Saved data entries
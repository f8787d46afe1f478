//! Account API
//!
//! Account backend providing:
//! - User registration with email and phone confirmation
//! - Login with short-lived JWT access tokens
//! - Opaque refresh tokens, rotated on every use, with reuse detection
//! - Cookie delivery for browsers, body/header delivery for mobile apps
//! - Password reset through single-use tokens
//! - Role based authorization for user management
//!
//! # Configuration
//!
//! All configuration is loaded from environment variables:
//! - `JWT_SECRET` - Secret key for signing JWTs (required, min 32 chars)
//! - `JWT_ACCESS_EXPIRATION` - Access token expiration in seconds (default: 86400)
//! - `JWT_REFRESH_EXPIRATION` - Refresh token expiration in seconds (default: 604800)
//! - `JWT_ISSUER` - JWT issuer claim (default: "account-api")
//! - `JWT_AUDIENCE` - JWT audience claim (default: "account-api-clients")
//! - `COOKIE_SECURE` / `COOKIE_DOMAIN` - Auth cookie attributes
//! - `PUBLIC_URL` - Base URL for confirmation and reset links
//! - `DATABASE_URL` - PostgreSQL connection string (required)
//! - `BIND_ADDR` - Listen address (default: "0.0.0.0:3000")
//! - `CORS_ORIGINS` - Comma separated list of allowed origins
//!
//! # Usage
//!
//! ```rust,ignore
//! use account_api::{build_app, AppState, AuthService, JobQueue};
//!
//! let auth = Arc::new(AuthService::new(pool, AuthConfig::from_env())?);
//! let (jobs, receiver) = JobQueue::new();
//! JobWorker::new(auth.clone(), Arc::new(LogNotifier)).spawn(receiver);
//!
//! let app = build_app(AppState::new(auth, jobs), &server_config.cors_origins);
//! axum::serve(listener, app).await?;
//! ```

pub mod config;
pub mod db;
pub mod delivery;
pub mod error;
pub mod extractors;
pub mod handlers;
pub mod jobs;
pub mod middleware;
pub mod models;
pub mod notifier;
pub mod password;
pub mod policy;
pub mod roles;
pub mod service;
pub mod tokens;
pub mod users;

// Re-export commonly used types
pub use config::{AuthConfig, ServerConfig};
pub use delivery::ClientKind;
pub use error::AuthError;
pub use extractors::{ClientInfo, CurrentUser};
pub use handlers::AppState;
pub use jobs::{Job, JobQueue, JobWorker};
pub use models::*;
pub use notifier::{LogNotifier, Notifier};
pub use policy::{UserPolicy, UserScope};
pub use service::AuthService;
pub use users::UserService;

use axum::{
    http::{header, HeaderName, HeaderValue, Method},
    Router,
};
use tower_http::{
    cors::{AllowOrigin, CorsLayer},
    trace::TraceLayer,
};

/// Build the full application router with CORS and request tracing
pub fn build_app(state: AppState, cors_origins: &[String]) -> Router {
    handlers::create_routes(state)
        .layer(cors_layer(cors_origins))
        .layer(TraceLayer::new_for_http())
}

/// CORS for the configured origins, with credentials so cookies flow
pub fn cors_layer(origins: &[String]) -> CorsLayer {
    let origins: Vec<HeaderValue> = origins
        .iter()
        .filter_map(|origin| match HeaderValue::from_str(origin) {
            Ok(value) => Some(value),
            Err(_) => {
                tracing::warn!(%origin, "Ignoring invalid CORS origin");
                None
            }
        })
        .collect();

    CorsLayer::new()
        .allow_origin(AllowOrigin::list(origins))
        .allow_methods([
            Method::GET,
            Method::POST,
            Method::PUT,
            Method::PATCH,
            Method::DELETE,
            Method::OPTIONS,
        ])
        .allow_headers([
            header::AUTHORIZATION,
            header::CONTENT_TYPE,
            header::ACCEPT,
            HeaderName::from_static(delivery::CLIENT_TYPE_HEADER),
        ])
        .expose_headers([header::AUTHORIZATION])
        .allow_credentials(true)
}
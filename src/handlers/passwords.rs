//! Password reset

use super::AppState;
use crate::error::AuthError;
use crate::extractors::{JsonBody, PathParam};
use crate::jobs::Job;
use crate::models::*;

use axum::{extract::State, response::IntoResponse, Json};

/// POST /api/v1/password/reset
///
/// Queue reset instructions; the answer is the same for unknown emails
pub async fn create(
    State(state): State<AppState>,
    JsonBody(req): JsonBody<EmailRequest>,
) -> impl IntoResponse {
    state.jobs.enqueue(Job::SendPasswordReset { email: req.email });

    Json(MessageResponse::new(
        "Password reset instructions sent (if user with that email exists).",
    ))
}

/// PUT /api/v1/password/reset/:token
pub async fn update(
    State(state): State<AppState>,
    PathParam(token): PathParam<String>,
    JsonBody(req): JsonBody<ResetPasswordRequest>,
) -> Result<impl IntoResponse, AuthError> {
    state.auth.reset_password(&token, &req.password).await?;

    Ok(Json(MessageResponse::new("Password has been reset.")))
}
//! Service Configuration
//!
//! All configuration values are loaded from environment variables.
//! No hardcoded secrets or sensitive data.

use crate::error::AuthError;
use std::env;

/// Upper bound for every configured lifetime, in seconds (ten years)
pub const MAX_EXPIRATION_SECONDS: i64 = 10 * 365 * 24 * 60 * 60;

/// Authentication configuration loaded from environment
#[derive(Debug, Clone)]
pub struct AuthConfig {
    /// JWT secret key for signing tokens (from JWT_SECRET env var)
    pub jwt_secret: String,

    /// Access token lifetime in seconds (from JWT_ACCESS_EXPIRATION env var)
    pub access_token_expiration: i64,

    /// Refresh token lifetime in seconds (from JWT_REFRESH_EXPIRATION env var)
    pub refresh_token_expiration: i64,

    /// JWT issuer (from JWT_ISSUER env var)
    pub jwt_issuer: String,

    /// JWT audience (from JWT_AUDIENCE env var)
    pub jwt_audience: String,

    /// Argon2 memory cost in KiB (from ARGON2_MEMORY_COST env var)
    pub argon2_memory_cost: u32,

    /// Argon2 time cost (iterations) (from ARGON2_TIME_COST env var)
    pub argon2_time_cost: u32,

    /// Argon2 parallelism (from ARGON2_PARALLELISM env var)
    pub argon2_parallelism: u32,

    /// Password reset token lifetime in seconds (from PASSWORD_RESET_EXPIRATION env var)
    pub password_reset_expiration: i64,

    /// Email confirmation token lifetime in seconds (from EMAIL_CONFIRMATION_EXPIRATION env var)
    pub email_confirmation_expiration: i64,

    /// Phone confirmation code lifetime in seconds (from PHONE_CODE_EXPIRATION env var)
    pub phone_code_expiration: i64,

    /// Minimum password length (from MIN_PASSWORD_LENGTH env var)
    pub min_password_length: usize,

    /// Mark auth cookies `Secure` (from COOKIE_SECURE env var)
    pub cookie_secure: bool,

    /// Cookie domain, only applied to secure cookies (from COOKIE_DOMAIN env var)
    pub cookie_domain: Option<String>,

    /// Base URL used in confirmation and reset links (from PUBLIC_URL env var)
    pub public_url: String,
}

impl AuthConfig {
    /// Load configuration from environment variables
    ///
    /// A missing `JWT_SECRET` yields an empty secret, which `validate` rejects.
    pub fn from_env() -> Self {
        Self {
            jwt_secret: env::var("JWT_SECRET").unwrap_or_default(),

            // 24 hours
            access_token_expiration: env_parse("JWT_ACCESS_EXPIRATION").unwrap_or(86400),

            // 7 days
            refresh_token_expiration: env_parse("JWT_REFRESH_EXPIRATION").unwrap_or(604800),

            jwt_issuer: env_string("JWT_ISSUER").unwrap_or_else(|| "account-api".to_string()),

            jwt_audience: env_string("JWT_AUDIENCE")
                .unwrap_or_else(|| "account-api-clients".to_string()),

            // 19 MiB
            argon2_memory_cost: env_parse("ARGON2_MEMORY_COST").unwrap_or(19456),

            argon2_time_cost: env_parse("ARGON2_TIME_COST").unwrap_or(2),

            argon2_parallelism: env_parse("ARGON2_PARALLELISM").unwrap_or(1),

            // 1 hour
            password_reset_expiration: env_parse("PASSWORD_RESET_EXPIRATION").unwrap_or(3600),

            email_confirmation_expiration: env_parse("EMAIL_CONFIRMATION_EXPIRATION")
                .unwrap_or(86400),

            phone_code_expiration: env_parse("PHONE_CODE_EXPIRATION").unwrap_or(600), // 10 minutes

            min_password_length: env_parse("MIN_PASSWORD_LENGTH").unwrap_or(6),

            cookie_secure: env_bool("COOKIE_SECURE").unwrap_or(false),

            cookie_domain: env_string("COOKIE_DOMAIN"),

            public_url: env_string("PUBLIC_URL")
                .map(|url| url.trim_end_matches('/').to_string())
                .unwrap_or_else(|| "http://localhost:3000".to_string()),
        }
    }

    /// Validate the configuration
    pub fn validate(&self) -> Result<(), AuthError> {
        if self.jwt_secret.len() < 32 {
            return Err(AuthError::Config(
                "JWT_SECRET must be at least 32 characters".to_string(),
            ));
        }

        if self.access_token_expiration <= 0 {
            return Err(AuthError::Config(
                "JWT_ACCESS_EXPIRATION must be positive".to_string(),
            ));
        }

        if self.refresh_token_expiration <= self.access_token_expiration {
            return Err(AuthError::Config(
                "JWT_REFRESH_EXPIRATION must be greater than JWT_ACCESS_EXPIRATION".to_string(),
            ));
        }

        if self.password_reset_expiration <= 0
            || self.email_confirmation_expiration <= 0
            || self.phone_code_expiration <= 0
        {
            return Err(AuthError::Config(
                "Confirmation and reset expirations must be positive".to_string(),
            ));
        }

        let lifetimes = [
            ("JWT_ACCESS_EXPIRATION", self.access_token_expiration),
            ("JWT_REFRESH_EXPIRATION", self.refresh_token_expiration),
            ("PASSWORD_RESET_EXPIRATION", self.password_reset_expiration),
            ("EMAIL_CONFIRMATION_EXPIRATION", self.email_confirmation_expiration),
            ("PHONE_CODE_EXPIRATION", self.phone_code_expiration),
        ];
        if let Some((name, _)) = lifetimes
            .iter()
            .find(|(_, seconds)| *seconds > MAX_EXPIRATION_SECONDS)
        {
            return Err(AuthError::Config(format!(
                "{name} must not exceed {MAX_EXPIRATION_SECONDS} seconds"
            )));
        }

        if self.min_password_length < 6 {
            return Err(AuthError::Config(
                "MIN_PASSWORD_LENGTH must be at least 6".to_string(),
            ));
        }

        Ok(())
    }

    /// Cookie domain to emit, if any
    ///
    /// The domain is only attached to secure cookies so local development
    /// over plain HTTP keeps host-only cookies.
    pub fn effective_cookie_domain(&self) -> Option<&str> {
        if self.cookie_secure {
            self.cookie_domain.as_deref()
        } else {
            None
        }
    }
}

/// HTTP server settings
#[derive(Debug, Clone)]
pub struct ServerConfig {
    /// PostgreSQL connection string (from DATABASE_URL env var)
    pub database_url: String,

    /// Listen address (from BIND_ADDR env var)
    pub bind_addr: String,

    /// Maximum pool connections (from DATABASE_MAX_CONNECTIONS env var)
    pub max_connections: u32,

    /// Allowed CORS origins, comma separated (from CORS_ORIGINS env var)
    pub cors_origins: Vec<String>,
}

impl ServerConfig {
    pub fn from_env() -> Result<Self, AuthError> {
        let database_url = env_string("DATABASE_URL")
            .ok_or_else(|| AuthError::Config("DATABASE_URL must be set".to_string()))?;

        let cors_origins = env_string("CORS_ORIGINS")
            .map(|origins| parse_origins(&origins))
            .unwrap_or_else(|| {
                vec![
                    "http://localhost:3000".to_string(),
                    "http://localhost:3001".to_string(),
                    "http://localhost:5173".to_string(),
                    "http://127.0.0.1:3000".to_string(),
                    "http://127.0.0.1:3001".to_string(),
                    "http://127.0.0.1:5173".to_string(),
                ]
            });

        Ok(Self {
            database_url,
            bind_addr: env_string("BIND_ADDR").unwrap_or_else(|| "0.0.0.0:3000".to_string()),
            max_connections: env_parse("DATABASE_MAX_CONNECTIONS").unwrap_or(5),
            cors_origins,
        })
    }
}

fn parse_origins(raw: &str) -> Vec<String> {
    raw.split(',')
        .map(|origin| origin.trim().trim_end_matches('/').to_string())
        .filter(|origin| !origin.is_empty())
        .collect()
}

fn env_string(key: &str) -> Option<String> {
    env::var(key)
        .ok()
        .map(|v| v.trim().to_string())
        .filter(|v| !v.is_empty())
}

fn env_parse<T: std::str::FromStr>(key: &str) -> Option<T> {
    env_string(key).and_then(|v| v.parse().ok())
}

fn env_bool(key: &str) -> Option<bool> {
    env_string(key).and_then(|v| match v.to_ascii_lowercase().as_str() {
        "1" | "true" | "yes" | "on" => Some(true),
        "0" | "false" | "no" | "off" => Some(false),
        _ => None,
    })
}

#[cfg(test)]
pub(crate) fn test_config() -> AuthConfig {
    AuthConfig {
        jwt_secret: "a".repeat(32),
        access_token_expiration: 86400,
        refresh_token_expiration: 604800,
        jwt_issuer: "test".to_string(),
        jwt_audience: "test".to_string(),
        argon2_memory_cost: 1024,
        argon2_time_cost: 1,
        argon2_parallelism: 1,
        password_reset_expiration: 3600,
        email_confirmation_expiration: 86400,
        phone_code_expiration: 600,
        min_password_length: 6,
        cookie_secure: false,
        cookie_domain: None,
        public_url: "http://localhost:3000".to_string(),
    }
}

#[cfg(test)]
mod tests {
    use super::*;

    #[test]
    fn test_config_validation() {
        assert!(test_config().validate().is_ok());
    }

    #[test]
    fn test_config_validation_short_secret() {
        let config = AuthConfig {
            jwt_secret: "short".to_string(),
            ..test_config()
        };

        assert!(config.validate().is_err());
    }

    #[test]
    fn test_refresh_must_outlive_access() {
        let config = AuthConfig {
            refresh_token_expiration: 60,
            access_token_expiration: 60,
            ..test_config()
        };

        assert!(matches!(config.validate(), Err(AuthError::Config(_))));
    }

    #[test]
    fn test_lifetimes_are_capped() {
        let config = AuthConfig {
            access_token_expiration: 10_000_000_000_000,
            refresh_token_expiration: 20_000_000_000_000,
            ..test_config()
        };
        assert_eq!(
            config.validate(),
            Err(AuthError::Config(format!(
                "JWT_ACCESS_EXPIRATION must not exceed {MAX_EXPIRATION_SECONDS} seconds"
            )))
        );

        let config = AuthConfig {
            password_reset_expiration: MAX_EXPIRATION_SECONDS + 1,
            ..test_config()
        };
        assert!(matches!(config.validate(), Err(AuthError::Config(_))));

        let config = AuthConfig {
            refresh_token_expiration: MAX_EXPIRATION_SECONDS,
            ..test_config()
        };
        assert!(config.validate().is_ok());
    }

    #[test]
    fn test_cookie_domain_only_for_secure_cookies() {
        let mut config = AuthConfig {
            cookie_domain: Some("example.com".to_string()),
            ..test_config()
        };
        assert_eq!(config.effective_cookie_domain(), None);

        config.cookie_secure = true;
        assert_eq!(config.effective_cookie_domain(), Some("example.com"));
    }

    #[test]
    fn test_parse_origins() {
        let origins = parse_origins(" https://app.example.com/, ,http://localhost:5173");
        assert_eq!(
            origins,
            vec!["https://app.example.com", "http://localhost:5173"]
        );
    }
}
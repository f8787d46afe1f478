use account_api::{
    build_app, db, AppState, AuthConfig, AuthService, JobQueue, JobWorker, LogNotifier,
    ServerConfig,
};

use anyhow::Context;
use std::sync::Arc;
use tokio::net::TcpListener;
use tracing_subscriber::{layer::SubscriberExt, util::SubscriberInitExt, EnvFilter};

#[tokio::main]
async fn main() -> anyhow::Result<()> {
    dotenvy::dotenv().ok();
    init_tracing();

    let auth_config = AuthConfig::from_env();
    auth_config.validate()?;
    let server_config = ServerConfig::from_env()?;

    let pool = db::connect(&server_config)
        .await
        .context("failed to connect to database; check DATABASE_URL")?;
    db::run_migrations(&pool).await?;

    let auth = Arc::new(AuthService::new(pool, auth_config)?);

    let (jobs, receiver) = JobQueue::new();
    let worker = JobWorker::new(auth.clone(), Arc::new(LogNotifier)).spawn(receiver);

    let app = build_app(AppState::new(auth, jobs), &server_config.cors_origins);

    let listener = TcpListener::bind(&server_config.bind_addr)
        .await
        .with_context(|| format!("failed to bind {}", server_config.bind_addr))?;
    tracing::info!("listening on {}", listener.local_addr()?);

    axum::serve(listener, app)
        .with_graceful_shutdown(shutdown_signal())
        .await?;

    // The router held the last queue sender; let the worker drain
    worker.await?;

    Ok(())
}

fn init_tracing() {
    let filter = EnvFilter::try_from_default_env().unwrap_or_else(|_| "info".into());
    let json = std::env::var("LOG_FORMAT")
        .map(|v| v.eq_ignore_ascii_case("json"))
        .unwrap_or(false);

    let registry = tracing_subscriber::registry().with(filter);
    if json {
        registry.with(tracing_subscriber::fmt::layer().json()).init();
    } else {
        registry.with(tracing_subscriber::fmt::layer()).init();
    }
}

async fn shutdown_signal() {
    if let Err(e) = tokio::signal::ctrl_c().await {
        tracing::error!(error = %e, "Failed to listen for shutdown signal");
        std::future::pending::<()>().await;
    }
    tracing::info!("Shutdown signal received");
}
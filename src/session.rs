use anyhow::{Context, Result};
use minijinja::{Environment, context};
use std::fs;
use std::path::PathBuf;

use crate::preferences::{LogTemplate, Preferences};
use crate::summarizer::Summarizer;

const LOG_DIR: &str = "session-logs";

/// One hook invocation's worth of state: identity of the session being
/// logged, resolved directories, and loaded preferences.
pub struct Session {
    session_id: String,
    cwd: String,
    claude_dir: PathBuf,
    log_dir: PathBuf,
    pub prefs: Preferences,
}

impl Session {
    /// Resolve `~/.claude`, load preferences, and compute the log
    /// directory. Nothing is written here except the default preferences
    /// file on first use; the log directory itself is created at write
    /// time.
    pub fn open(session_id: &str, cwd: &str) -> Result<Self> {
        let home = dirs::home_dir().context("resolving home directory")?;
        let claude_dir = home.join(".claude");
        let prefs = Preferences::load(&claude_dir)?;
        let log_dir = match &prefs.log_dir {
            Some(dir) => PathBuf::from(dir),
            None => claude_dir.join(LOG_DIR),
        };
        Ok(Self {
            session_id: session_id.to_string(),
            cwd: cwd.to_string(),
            claude_dir,
            log_dir,
            prefs,
        })
    }

    fn log_path(&self) -> PathBuf {
        self.log_dir.join(format!("{}.md", self.session_id))
    }

    /// Run the summarization request for the rendered transcript.
    pub async fn summarize(&self, transcript: &str) -> Result<String> {
        Summarizer::from_prefs(&self.prefs).summarize(transcript).await
    }

    // ---------------------------------------------------------------
    // Log template
    // ---------------------------------------------------------------

    /// Resolve the session log template to a string.
    fn load_log_template(&self) -> Result<String> {
        match &self.prefs.log_template {
            LogTemplate::Inline(s) => Ok(s.clone()),
            LogTemplate::File(filename) => {
                let path = self.claude_dir.join(filename);
                fs::read_to_string(&path)
                    .with_context(|| format!("reading template {}", path.display()))
            }
        }
    }

    // ---------------------------------------------------------------
    // Writer
    // ---------------------------------------------------------------

    /// Render the session log and write it to `<log-dir>/<session_id>.md`,
    /// creating the directory first. Overwrites any previous log for the
    /// same session id. Returns the written path.
    pub fn write_log(&self, summary: &str) -> Result<PathBuf> {
        let timestamp = local_timestamp();
        let template = self.load_log_template()?;
        let content = render_log(&template, &self.session_id, &timestamp, &self.cwd, summary)?;

        fs::create_dir_all(&self.log_dir)
            .with_context(|| format!("creating {}", self.log_dir.display()))?;
        let path = self.log_path();
        fs::write(&path, content).with_context(|| format!("writing {}", path.display()))?;
        Ok(path)
    }
}

/// Current local time, ISO-8601 with microseconds and no timezone suffix.
fn local_timestamp() -> String {
    chrono::Local::now()
        .naive_local()
        .format("%Y-%m-%dT%H:%M:%S%.6f")
        .to_string()
}

/// Render a session log template with the standard context fields.
/// Rendering strips at most one trailing newline from the template, so it
/// is restored; the log file always ends with a newline.
fn render_log(
    template: &str,
    session_id: &str,
    timestamp: &str,
    cwd: &str,
    summary: &str,
) -> Result<String> {
    let env = Environment::new();
    let tmpl = env
        .template_from_str(template)
        .context("parsing session log template")?;
    let mut rendered = tmpl
        .render(context! { session_id, timestamp, cwd, summary })
        .context("rendering session log template")?;
    if !rendered.ends_with('\n') {
        rendered.push('\n');
    }
    Ok(rendered)
}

- [Problem statement]
A complete answer gives every line of the data that includes "rendered".

- [Reply]
    /// Run the summarization request for the rendered transcript.
    let mut rendered = tmpl
    if !rendered.ends_with('\n') {
        rendered.push('\n');
    Ok(rendered)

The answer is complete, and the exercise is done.